> [Your assignment]:
Will you return, word for word, only the lines from the top of the data below down to and including the one with "pub struct MeshData"?

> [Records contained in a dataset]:
----
use glam::Vec3;

/// Floats per `MeshData` vertex
pub const MESH_STRIDE: usize = 9;
/// Floats per `LineMeshData` vertex
pub const LINE_STRIDE: usize = 7;

/// CPU-side mesh data: interleaved [pos.x, pos.y, pos.z, norm.x, norm.y, norm.z, r, g, b]
#[derive(Clone, Debug, Default)]
pub struct MeshData {
    /// 9 floats per vertex: position(3) + normal(3) + color(3)
    pub vertices: Vec<f32>,
    pub indices: Vec<u32>,
}

impl MeshData {
    pub fn vertex_count(&self) -> usize {
        self.vertices.len() / MESH_STRIDE
    }

    pub fn triangle_count(&self) -> usize {
        self.indices.len() / 3
    }

    /// Position of vertex `i`
    pub fn position(&self, i: usize) -> Vec3 {
        let o = i * MESH_STRIDE;
        Vec3::new(self.vertices[o], self.vertices[o + 1], self.vertices[o + 2])
    }

    /// Append a flat-shaded quad as two triangles (0,1,2) and (0,2,3)
    pub fn push_quad(&mut self, corners: &[Vec3; 4], normal: Vec3, color: [f32; 3]) {
        let base = self.vertex_count() as u32;
        for p in corners {
            push_vert(&mut self.vertices, *p, normal, color);
        }
        self.indices
            .extend_from_slice(&[base, base + 1, base + 2, base, base + 2, base + 3]);
    }
}

/// Lines mesh: interleaved [pos.x, pos.y, pos.z, r, g, b, a]
#[derive(Clone, Debug, Default)]
pub struct LineMeshData {
    /// 7 floats per vertex: position(3) + color(4)
    pub vertices: Vec<f32>,
}

impl LineMeshData {
    pub fn vertex_count(&self) -> usize {
        self.vertices.len() / LINE_STRIDE
    }

    pub fn push_line(&mut self, a: Vec3, b: Vec3, color: [f32; 4]) {
        push_line_vert(&mut self.vertices, a, color);
        push_line_vert(&mut self.vertices, b, color);
    }

    pub fn extend(&mut self, other: &LineMeshData) {
        self.vertices.extend_from_slice(&other.vertices);
    }
}

// ── Grid and axes ────────────────────────────────────────────

/// Grid in the XY plane (Z is up)
pub fn grid(range: i32, cell_size: f32, opacity: f32) -> LineMeshData {
    let mut lines = LineMeshData::default();
    let grid_color = [0.25_f32, 0.25, 0.25, opacity];
    let origin_color_x = [0.5_f32, 0.2, 0.2, opacity * 0.7];
    let origin_color_y = [0.2_f32, 0.5, 0.2, opacity * 0.7];

    let extent = range as f32 * cell_size;

    for i in -range..=range {
        let f = i as f32 * cell_size;
        let color = if i == 0 { origin_color_y } else { grid_color };
        // Line along Y
        lines.push_line(Vec3::new(f, -extent, 0.0), Vec3::new(f, extent, 0.0), color);

        let color = if i == 0 { origin_color_x } else { grid_color };
        // Line along X
        lines.push_line(Vec3::new(-extent, f, 0.0), Vec3::new(extent, f, 0.0), color);
    }

    lines
}

pub fn axes(length: f32) -> LineMeshData {
    let mut lines = LineMeshData::default();
    let r = [0.9_f32, 0.2, 0.2, 1.0];
    let g = [0.2_f32, 0.8, 0.2, 1.0];
    let b = [0.2_f32, 0.3, 0.9, 1.0];

    lines.push_line(Vec3::ZERO, Vec3::X * length, r);
    lines.push_line(Vec3::ZERO, Vec3::Y * length, g);
    lines.push_line(Vec3::ZERO, Vec3::Z * length, b);

    lines
}

// ── Helpers ──────────────────────────────────────────────────

fn push_vert(v: &mut Vec<f32>, p: Vec3, n: Vec3, c: [f32; 3]) {
    v.extend_from_slice(&[p.x, p.y, p.z, n.x, n.y, n.z, c[0], c[1], c[2]]);
}

fn push_line_vert(v: &mut Vec<f32>, p: Vec3, c: [f32; 4]) {
    v.extend_from_slice(&[p.x, p.y, p.z, c[0], c[1], c[2], c[3]]);
}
----
> [Solution for this task]:
use glam::Vec3;

/// Floats per `MeshData` vertex
pub const MESH_STRIDE: usize = 9;
/// Floats per `LineMeshData` vertex
pub const LINE_STRIDE: usize = 7;

/// CPU-side mesh data: interleaved [pos.x, pos.y, pos.z, norm.x, norm.y, norm.z, r, g, b]
#[derive(Clone, Debug, Default)]
pub struct MeshData {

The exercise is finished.